La manera como la nueva regulación aplicable a la pesca de la anchoveta (Decreto Supremo 005-2012-Produce y otras normas complementarias) ha “resuelto” el problema de una eventual depredación del recurso es una de esas soluciones que funcionan bien en el papel pero que no parecen tener muchas chances de éxito en la realidad.

Muy a grandes rasgos, antes de esta nueva regulación el sistema funcionaba así: se permitía la pesca libre de anchoveta solamente entre las millas 0 y 5, siempre que fuese hecha exclusivamente por embarcaciones artesanales o de menor escala y que estuviese destinada al consumo humano directo (CHD). A partir de allí (desde la milla 5 a la 200), se utilizaba un sistema de cuotas individuales en el que nadie podía pescar más allá de lo que indicaba su cuota. Luego de la nueva regulación, la pesca industrial está permitida solo más allá de la milla 10 y se ha ampliado la zona de pesca libre –con las mismas condiciones– hasta dicha milla 10.

Hasta ahí, la solución suena excelente. Primero, para los fines de la conservación, porque supone duplicar (de las 5 a las 10 primeras millas) la zona de nuestro mar donde únicamente se podrá pescar anchoveta para el más pequeño de sus usos: el del CHD (para darnos una idea del tamaño de este mercado, baste con decir que en el 2011 solo de destinó al CHD un 1,6% del total de anchoveta desembarcada). Y segundo, para los fines de la llamada “justicia redistributiva”, en tanto que supone duplicar el área en que las embarcaciones pequeñas –y solo ellas– tendrán derecho a la pesca libre.

El problema, sin embargo, comienza cuando uno se pregunta cómo hará el Estado para fiscalizar que estas embarcaciones artesanales y de pequeña escala usen su derecho a cuota libre para CHD y no para fines industriales.
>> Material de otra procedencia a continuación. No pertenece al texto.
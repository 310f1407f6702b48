//! Ticket fixtures shared by the unit tests.

use chrono::{TimeZone, Utc};
use fareline_types::Ticket;
use fareline_zones::{Clock, OffsetResolver};

/// Builds a ticket departing and arriving on 12.05.18.
pub(crate) fn ticket(
    origin: &str,
    destination: &str,
    departure_time: &str,
    arrival_time: &str,
    carrier: &str,
    price: &str,
) -> Ticket {
    Ticket {
        origin: origin.to_string(),
        origin_name: String::new(),
        destination: destination.to_string(),
        destination_name: String::new(),
        departure_date: "12.05.18".to_string(),
        departure_time: departure_time.to_string(),
        arrival_date: "12.05.18".to_string(),
        arrival_time: arrival_time.to_string(),
        carrier: carrier.to_string(),
        stops: 1,
        price: price.to_string(),
    }
}

pub(crate) fn vvo_tlv_tk() -> Ticket {
    ticket("VVO", "TLV", "16:20", "22:10", "TK", "12400")
}

pub(crate) fn vvo_tlv_s7() -> Ticket {
    ticket("VVO", "TLV", "17:20", "23:50", "S7", "13100")
}

pub(crate) fn vvo_ufa() -> Ticket {
    ticket("VVO", "UFA", "15:15", "17:45", "TK", "33400")
}

pub(crate) fn lrn_tlv() -> Ticket {
    ticket("LRN", "TLV", "12:50", "14:30", "SU", "7000")
}

/// The four-ticket feed used throughout the tests.
pub(crate) fn sample() -> Vec<Ticket> {
    vec![vvo_tlv_tk(), vvo_tlv_s7(), vvo_ufa(), lrn_tlv()]
}

/// Resolver pinned to July, when Israel is on UTC+3.
pub(crate) fn summer_resolver() -> OffsetResolver<'static> {
    OffsetResolver::current().with_clock(Clock::Fixed(
        Utc.with_ymd_and_hms(2024, 7, 15, 12, 0, 0).unwrap(),
    ))
}

/// Resolver pinned to January, when Israel is on UTC+2.
pub(crate) fn winter_resolver() -> OffsetResolver<'static> {
    OffsetResolver::current().with_clock(Clock::Fixed(
        Utc.with_ymd_and_hms(2024, 1, 15, 12, 0, 0).unwrap(),
    ))
}
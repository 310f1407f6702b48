//! Flight duration and ticket price analytics for fareline.
//!
//! This crate provides the analytics over a ticket set:
//!
//! - [`with_route`] - Exact origin/destination ticket filtering
//! - [`DurationCalculator`] - Timezone-corrected flight duration of one ticket
//! - [`CarrierMinimumAggregator`] - Shortest flight per carrier on a route
//! - [`mean`] / [`median`] - Exact-decimal price statistics

#![doc = include_str!("../README.md")]
#![doc(issue_tracker_base_url = "https://github.com/factordynamics/fareline/issues/")]
#![cfg_attr(docsrs, feature(doc_cfg, doc_auto_cfg))]
#![warn(missing_docs)]
#![forbid(unsafe_code)]

mod carrier;
mod duration;
mod filter;
mod stats;

#[cfg(test)]
mod fixtures;

pub use carrier::{CarrierDurationMap, CarrierMinimumAggregator};
pub use duration::DurationCalculator;
pub use filter::{on_route, with_route};
pub use stats::{PriceSummary, mean, median};
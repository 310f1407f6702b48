//! Prices command implementation.

use anyhow::{Context, Result};
use fareline_lib::prelude::*;
use serde::Serialize;

use super::load_tickets;
use crate::Settings;
use crate::display::{self, Format};

#[derive(Serialize)]
struct PricesOutput<'a> {
    route: Option<&'a Route>,
    #[serde(flatten)]
    summary: PriceSummary,
    spread: String,
}

/// Show mean and median price over all tickets, or over one route.
pub(crate) fn prices(settings: &Settings, source: &Source, route: Option<&Route>) -> Result<()> {
    let tickets = load_tickets(source)?;

    let summary = match route {
        Some(route) => PriceSummary::compute(fareline_lib::on_route(&tickets, route))
            .with_context(|| format!("Cannot compute prices on {route}"))?,
        None => PriceSummary::compute(&tickets).context("Cannot compute prices")?,
    };

    match settings.format() {
        Format::Text => display::print_prices(&summary),
        Format::Json => display::print_json(&PricesOutput {
            route,
            spread: summary.spread().to_string(),
            summary,
        })?,
    }
    Ok(())
}
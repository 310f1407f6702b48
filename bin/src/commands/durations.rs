//! Durations command implementation.
//!
//! Prints the minimal timezone-corrected flight time of each carrier on a
//! route.

use anyhow::{Context, Result};
use fareline_lib::prelude::*;
use serde::Serialize;

use super::load_tickets;
use crate::Settings;
use crate::display::{self, Format};

#[derive(Serialize)]
struct DurationsOutput<'a> {
    route: &'a Route,
    carriers: &'a CarrierDurationMap,
}

/// Show the minimal flight time of each carrier flying `route`.
pub(crate) fn durations(settings: &Settings, source: &Source, route: &Route) -> Result<()> {
    let tickets = load_tickets(source)?;
    let durations = carrier_minimums(settings, &tickets, route)?;

    match settings.format() {
        Format::Text => display::print_durations(route, &durations),
        Format::Json => display::print_json(&DurationsOutput {
            route,
            carriers: &durations,
        })?,
    }
    Ok(())
}

/// Computes per-carrier minimal durations with the configured resolver.
pub(crate) fn carrier_minimums(
    settings: &Settings,
    tickets: &TicketSet,
    route: &Route,
) -> Result<CarrierDurationMap> {
    let aggregator = CarrierMinimumAggregator::new(DurationCalculator::new(settings.resolver()));
    aggregator
        .minimal_durations_on(tickets.as_slice(), route)
        .with_context(|| format!("Cannot compute flight times on {route}"))
}
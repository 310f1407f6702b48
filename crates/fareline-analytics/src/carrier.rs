//! Per-carrier minimal flight durations on a route.

use std::collections::BTreeMap;

use fareline_types::{FlightDuration, Result, Route, Ticket};

use crate::DurationCalculator;
use crate::filter::with_route;

/// Minimal corrected flight duration per carrier code.
pub type CarrierDurationMap = BTreeMap<String, FlightDuration>;

/// Selects, for each carrier, the shortest corrected flight on a route.
#[derive(Debug, Clone, Copy)]
pub struct CarrierMinimumAggregator<'a> {
    calculator: DurationCalculator<'a>,
}

impl CarrierMinimumAggregator<'static> {
    /// Creates an aggregator over the global table using the system clock.
    #[must_use]
    pub fn current() -> Self {
        Self::new(DurationCalculator::current())
    }
}

impl<'a> CarrierMinimumAggregator<'a> {
    /// Creates an aggregator using the given duration calculator.
    #[must_use]
    pub const fn new(calculator: DurationCalculator<'a>) -> Self {
        Self { calculator }
    }

    /// Returns the minimal corrected duration of every carrier flying
    /// `origin` to `destination`.
    ///
    /// Carriers without a matching ticket are absent from the map, and a
    /// route nobody flies yields an empty map. When two tickets of a
    /// carrier tie, the first one encountered wins. Tickets off the route
    /// are never parsed.
    ///
    /// # Errors
    ///
    /// Fails on the first matching ticket whose duration cannot be
    /// computed; no partial map is returned.
    pub fn minimal_durations_by_carrier(
        &self,
        tickets: &[Ticket],
        origin: &str,
        destination: &str,
    ) -> Result<CarrierDurationMap> {
        let mut groups: BTreeMap<&str, CarrierGroup<'_>> = BTreeMap::new();
        for ticket in with_route(tickets, origin, destination) {
            groups
                .entry(ticket.carrier.as_str())
                .and_modify(|group| group.rest.push(ticket))
                .or_insert_with(|| CarrierGroup::new(ticket));
        }

        let mut minimums = CarrierDurationMap::new();
        for (carrier, group) in groups {
            let fastest = group.fastest(&self.calculator)?;
            tracing::debug!(carrier, tickets = group.len(), %fastest, "carrier minimum");
            minimums.insert(carrier.to_string(), fastest);
        }

        tracing::debug!(origin, destination, carriers = minimums.len(), "route aggregated");
        Ok(minimums)
    }

    /// Same as [`minimal_durations_by_carrier`](Self::minimal_durations_by_carrier)
    /// keyed by a [`Route`].
    ///
    /// # Errors
    ///
    /// See [`minimal_durations_by_carrier`](Self::minimal_durations_by_carrier).
    pub fn minimal_durations_on(
        &self,
        tickets: &[Ticket],
        route: &Route,
    ) -> Result<CarrierDurationMap> {
        self.minimal_durations_by_carrier(tickets, &route.origin, &route.destination)
    }
}

/// The tickets of one carrier; a group always holds at least one ticket.
#[derive(Debug)]
struct CarrierGroup<'t> {
    first: &'t Ticket,
    rest: Vec<&'t Ticket>,
}

impl<'t> CarrierGroup<'t> {
    const fn new(first: &'t Ticket) -> Self {
        Self {
            first,
            rest: Vec::new(),
        }
    }

    fn len(&self) -> usize {
        1 + self.rest.len()
    }

    /// Returns the shortest duration in the group, keeping the earliest
    /// ticket on ties.
    fn fastest(&self, calculator: &DurationCalculator<'_>) -> Result<FlightDuration> {
        let mut fastest = calculator.duration(self.first)?;
        for ticket in &self.rest {
            let duration = calculator.duration(ticket)?;
            if duration < fastest {
                fastest = duration;
            }
        }
        Ok(fastest)
    }
}
//! Timezone-corrected flight durations.

use fareline_types::{FlightDuration, Result, Ticket};
use fareline_zones::OffsetResolver;

/// Computes flight durations corrected for the origin/destination
/// timezone difference.
///
/// Ticket times are local wall-clock times. The raw `arrival - departure`
/// interval is corrected by `offset(origin) - offset(destination)` whole
/// hours, so half-hour zones contribute only their whole-hour part.
#[derive(Debug, Clone, Copy)]
pub struct DurationCalculator<'a> {
    resolver: OffsetResolver<'a>,
}

impl DurationCalculator<'static> {
    /// Creates a calculator over the global table using the system clock.
    #[must_use]
    pub fn current() -> Self {
        Self::new(OffsetResolver::current())
    }
}

impl<'a> DurationCalculator<'a> {
    /// Creates a calculator using the given offset resolver.
    #[must_use]
    pub const fn new(resolver: OffsetResolver<'a>) -> Self {
        Self { resolver }
    }

    /// Returns the offset resolver.
    #[must_use]
    pub const fn resolver(&self) -> &OffsetResolver<'a> {
        &self.resolver
    }

    /// Returns the corrected flight duration of a ticket.
    ///
    /// Negative durations (arrival before departure) are returned as-is.
    ///
    /// # Errors
    ///
    /// Returns [`MalformedTicket`](fareline_types::FarelineError::MalformedTicket)
    /// if a date or time field does not parse, and
    /// [`UnknownLocation`](fareline_types::FarelineError::UnknownLocation) if
    /// either airport is missing from the timezone table.
    pub fn duration(&self, ticket: &Ticket) -> Result<FlightDuration> {
        let departure = ticket.departure()?;
        let arrival = ticket.arrival()?;
        let correction = self
            .resolver
            .correction_delta(&ticket.origin, &ticket.destination)?;

        let duration = FlightDuration::new(arrival - departure) + correction;
        tracing::trace!(
            carrier = %ticket.carrier,
            origin = %ticket.origin,
            destination = %ticket.destination,
            %duration,
            "flight duration"
        );
        Ok(duration)
    }
}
Un problema difícil de subestimar cuando uno toma en cuenta, por un lado, que los usos industriales son mucho más rentables que los del CHD y que, no por coincidencia, ya a la fecha el 77% de lo que se pesca cada año para CHD (supuestamente) acaba siendo dirigido a la exportación de conservas y, en su gran mayoría, exportado (según cálculos que muestra la investigadora de la Universidad del Pacífico Elsa Galarza). Y, por el otro lado, que solo nuestras embarcaciones artesanales son alrededor de 16.000 (para todo tipo de pesca), que el litoral peruano tiene 3.080 kilómetros y que, a diferencia de las grandes flotas industriales, las embarcaciones pequeñas tienen una infinidad de puntos dentro de estas millas en los cuales les es posible desembarcar.

Todo lo anterior, para no mencionar que, cuando el sistema no es de cuotas individuales sino de pesca libre para un fin dado, el Gobierno no tiene que supervisar solo los puntos de desembarque, sino que también tiene que seguir a la pesca que baja por ellos hasta su punto de destino. Esta es la única forma de asegurarse, por ejemplo, de que el transporte que dicen partir para el mercado no se desvíe en el camino, digamos, a alguna planta industrial.

Así las cosas, lo que en realidad ha hecho el Estado con su nueva normativa es duplicar el espacio de nuestro mar en el que pueden pescar aquellos a quienes le es más difícil fiscalizar, poniéndoles además, como elemento de fiscalización, el que es más difícil hacer cumplir (el filtro del destino final de la pesca).

Al menos desde el punto de vista de la preservación del recurso natural, resulta muy difícil comprender qué puede haber causado un diseño normativo así. Si la idea fue que los pesqueros pequeños, a diferencia de los grandes, tienen más interés en pescar para el CHD, eso sería un prejuicio, como lo demuestra el porcentaje anteriormente citado de la profesora Galarza: el interés de los pequeños, igual que el de los grandes, es maximizar su utilidad y eso se lo ofrecen los usos industriales que dejan un mayor margen. Si, por otra parte, fue la asunción de que los pequeños, en tanto que tales, no pueden hacer un daño grande, se trató de una torpeza de matemáticas básicas: todo depende de cuántos sean estos.